Sunday, June 14, 2020


Orang Ketiga Di Antara Kebutuhan dan Keinginan ! Siapakah Dia ?


Foto : kredidgogo.com
Pernahkah kalian terjebak oleh keinginan kalian sendiri saat membeli sesuatu yang sebenarnya tidak kalian butuhkan ?. Akhirnya banyak barang-barang menumpuk tidak terpakai, mubazir, dan tidak berguna ?. Itulah salah satu sebab jika kita salah membedakan antara kebutuhan dengan keinginan yang identik dengan sumber pemenuhan kebahagiaan. Alhasil kita menjadi tidak pandai mengatur keuangan dan lalai menjaga porsi konsumtif kita dalam memenuhi gaya hidup.

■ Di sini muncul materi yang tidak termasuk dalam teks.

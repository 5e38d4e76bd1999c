use pretty_assertions::assert_eq;
use quire_core::{stmt::Value, Driver};
use quire_driver_sqlite::Sqlite;

fn driver() -> Sqlite {
    let driver = Sqlite::new("sqlite::memory:").unwrap();
    driver
        .execute_batch(
            "CREATE TABLE posts (id INTEGER PRIMARY KEY, title TEXT, score REAL, meta TEXT);
             INSERT INTO posts VALUES (1, 'Hello', 1.5, '{\"a\":1}');
             INSERT INTO posts VALUES (2, NULL, NULL, NULL);",
        )
        .unwrap();
    driver
}

#[tokio::test]
async fn query_returns_rows_keyed_by_alias() {
    let driver = driver();

    let rows = driver
        .query(
            "SELECT id AS \"id\", title AS \"title\", score AS \"score\" FROM posts ORDER BY id",
            &[],
        )
        .await
        .unwrap();

    assert_eq!(rows.len(), 2);
    assert_eq!(rows[0]["id"], Value::I64(1));
    assert_eq!(rows[0]["title"], Value::from("Hello"));
    assert_eq!(rows[0]["score"], Value::F64(1.5));
    assert_eq!(rows[1]["title"], Value::Null);
    assert_eq!(rows[0].keys().collect::<Vec<_>>(), ["id", "title", "score"]);
}

#[tokio::test]
async fn params_are_bound_positionally() {
    let driver = driver();

    let rows = driver
        .query(
            "SELECT id FROM posts WHERE id = ?1 OR title = ?2",
            &[Value::I64(2), Value::from("Hello")],
        )
        .await
        .unwrap();
    assert_eq!(rows.len(), 2);

    let rows = driver
        .query("SELECT ?1 AS b, ?2 AS j", &[Value::Bool(true), Value::List(vec![Value::I64(1)])])
        .await
        .unwrap();
    assert_eq!(rows[0]["b"], Value::I64(1));
    assert_eq!(rows[0]["j"], Value::from("[1]"));
}

#[tokio::test]
async fn execute_counts_affected_rows() {
    let driver = driver();

    let count = driver
        .execute("UPDATE posts SET score = ?1 WHERE score IS NULL", &[Value::F64(0.0)])
        .await
        .unwrap();
    assert_eq!(count, 1);
}

#[tokio::test]
async fn errors_are_driver_errors() {
    let driver = driver();

    let err = driver.query("SELECT nope FROM posts", &[]).await.unwrap_err();
    assert!(err.is_driver());
}

#[tokio::test]
async fn like_respects_case() {
    let driver = driver();

    let rows = driver
        .query("SELECT id FROM posts WHERE title LIKE ?1", &[Value::from("hello")])
        .await
        .unwrap();
    assert!(rows.is_empty());

    let rows = driver
        .query("SELECT id FROM posts WHERE title LIKE ?1", &[Value::from("He%")])
        .await
        .unwrap();
    assert_eq!(rows.len(), 1);
}

#[test]
fn rejects_other_schemes() {
    assert!(Sqlite::new("postgresql://localhost/db").is_err());
}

Menurut penelitian neurobiologi yang ada dalam buku The Willpower Instinct karya Kelly McGonigal, Ph.D, sebuah sistem penghargaan diri dengan melakukan percobaan pemenuhan keinginan-keinginan yang ada, memaksa kita untuk bertindak. Ketika otak mengenali kesempatan untuk suatu hadiah, dia melepaskan suatu neurotransmitter yang disebut dopamine. Ya, dia lah orang ketiga di antara kebutuhan dan keinginan yang berkecamuk dalam pikiran kita. Dopamine memberitahu otak apa yang harus diperhatikan dan apa yang harus dilakukan tangan serakah kita. Serbuan dopamine tidak menciptakan kebahagiaan, perasaannya lebih seperti sebuah gairah. Kita merasa waspada, terjaga, dan terpikat.kita menyadari kemungkinan merasa baik dan bersedia bekerja untuk perasaan itu.

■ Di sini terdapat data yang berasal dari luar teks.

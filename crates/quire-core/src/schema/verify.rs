use super::{Collection, FieldLocation, Relation, RelationKind, Schema};
use crate::{Error, Result};

struct Verify<'a> {
    schema: &'a Schema,
    strict_relations: bool,
}

impl Schema {
    pub(super) fn verify(&self, strict_relations: bool) -> Result<()> {
        Verify {
            schema: self,
            strict_relations,
        }
        .verify()
    }
}

impl Verify<'_> {
    fn verify(&self) -> Result<()> {
        for collection in self.schema.collections() {
            self.verify_primary_key(collection)?;
            self.verify_title(collection)?;

            for relation in collection.relations.values() {
                self.verify_relation(collection, relation)?;
            }
        }

        Ok(())
    }

    fn verify_primary_key(&self, collection: &Collection) -> Result<()> {
        match collection.field(&collection.primary_key).map(|f| &f.location) {
            Some(FieldLocation::Main { .. }) => Ok(()),
            _ => Err(Error::invalid_schema(format!(
                "primary key `{}.{}` must be stored in the main table",
                collection.name, collection.primary_key
            ))),
        }
    }

    fn verify_title(&self, collection: &Collection) -> Result<()> {
        let Some(title) = &collection.title else {
            return Ok(());
        };

        match collection.field(title) {
            Some(field) if !field.is_relation() => Ok(()),
            Some(_) => Err(Error::invalid_schema(format!(
                "title `{}.{title}` cannot be a relation",
                collection.name
            ))),
            None => Err(Error::invalid_schema(format!(
                "title `{}.{title}` is not a field",
                collection.name
            ))),
        }
    }

    /// Incomplete join configurations are reported here. Outside strict mode
    /// they stay in the schema and compile to no condition.
    fn verify_relation(&self, collection: &Collection, relation: &Relation) -> Result<()> {
        if relation.is_complete() {
            return self.verify_junction(collection, relation);
        }

        let reason = match &relation.kind {
            RelationKind::ToOne(_) => "has no usable join keys",
            RelationKind::ToMany(_) => {
                "has no join keys and no unique paired `belongs_to` on the target"
            }
            RelationKind::ManyToMany(_) => "is missing its junction `source_key` or `target_key`",
        };

        if self.strict_relations {
            return Err(Error::invalid_schema(format!(
                "relation `{}.{}` {reason}",
                collection.name, relation.name
            )));
        }

        tracing::warn!(
            collection = %collection.name,
            relation = %relation.name,
            "relation {reason}; filters on it will be ignored"
        );

        Ok(())
    }

    fn verify_junction(&self, collection: &Collection, relation: &Relation) -> Result<()> {
        let RelationKind::ManyToMany(m2m) = &relation.kind else {
            return Ok(());
        };

        if m2m.through == collection.id && m2m.through == relation.target {
            return Err(Error::invalid_schema(format!(
                "relation `{}.{}` cannot use its own collection as the junction",
                collection.name, relation.name
            )));
        }

        Ok(())
    }
}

Apa yang kita rasakan ketika sistem penghargaan menyala adalah sebuah antisipasi atas keinginan, bukannya kesenangan. Semua yang kita pikir akan membuat kita merasa baik akan memicu sistem penghargaan. Banjir dopamine memberi tanda objek baru dari keinginan ini sebagai hal penting untuk kelangsungan hidup kita. Ketika dopamine mengambil alih perhatian kita, pikiran kita menjadi berusaha untuk memperoleh atau mengulangi apapun yang memicunya.
Oleh karena itu, sangat penting bagi kita untuk mengidentifikasi pemicu dopamine kita sendiri. Entah itu gaya hidup yang ingin seperti sosialita, pemburu diskon dan gila belanja, menaikkan prestise jika membeli brand tertentu dan sebagainya. Perhatikan apa yang menarik perhatian kita. Apa yang membebaskan janji hadiah dan menyebabkan kita ingin mencari kepuasan tertentu. Ketika dopamine dilepaskan oleh suatu janji hadiah, dia juga membuat kita lebih rentan terhadap godaan jenis lain. Tingginya kadar dopamine memperkuat iming-iming kepuasan segera dan sementara membuat kita kurang khawatir tentang konsekuensi jangka panjangnya.
Hal inilah yang sangat dimanfaatkan oleh orang marketing dalam sebuah perusahaan untuk memuluskan penjualan produk-produk mereka. Misalnya dengan mengemas resep dan iklan dengan lebih menarik, meletakkan barang dagangan yang paling menggoda di depan dan di tengah toko, menyediakan sampel makanan dan minuman gratis, memberi diskon dan promo, mengadakan cuci gudang, midnight sale dan sebagainya. Mereka menginginkan kita berbelanja di bawah pengaruh dopamine maksimum. Alih-alih menghemat pengeluaran karenanya, kita malah terjebak memboroskan anggaran belanja kita.
Jika kita berhenti sejenak dan memperhatikan apa yang terjadi di otak dan tubuh saat kita dalam kondisi menginginkan sesuatu, kita akan menemukan bahwa janji hadiah dari sebuah keinginan dapat menyebabkan stres sekaligus menyenangkan. Hal itu karena fungsi utama dopamine adalah membuat kita mengejar kebahagiaan, bukan membuat kita bahagia. Tidak keberatan menempatkan sedikit tekanan pada diri kita sendiri, bahkan jika itu berarti membuat kita tidak bahagia dalam prosesnya. Alangkah baiknya jika kita lebih bijak mengatur pengeluaran kita. Prioritaskan anggaran untuk kebutuhan kita dan mengusahakan agar keinginan yang tidak masuk akal dapat ditekan. Dengan demikian kita mampu menjadi generasi cerdas finansial J.


Sumber : McGonigal Ph.D, Kelly. 2013. The Willpower Instinct. Jakarta : Elex Media Komputindo.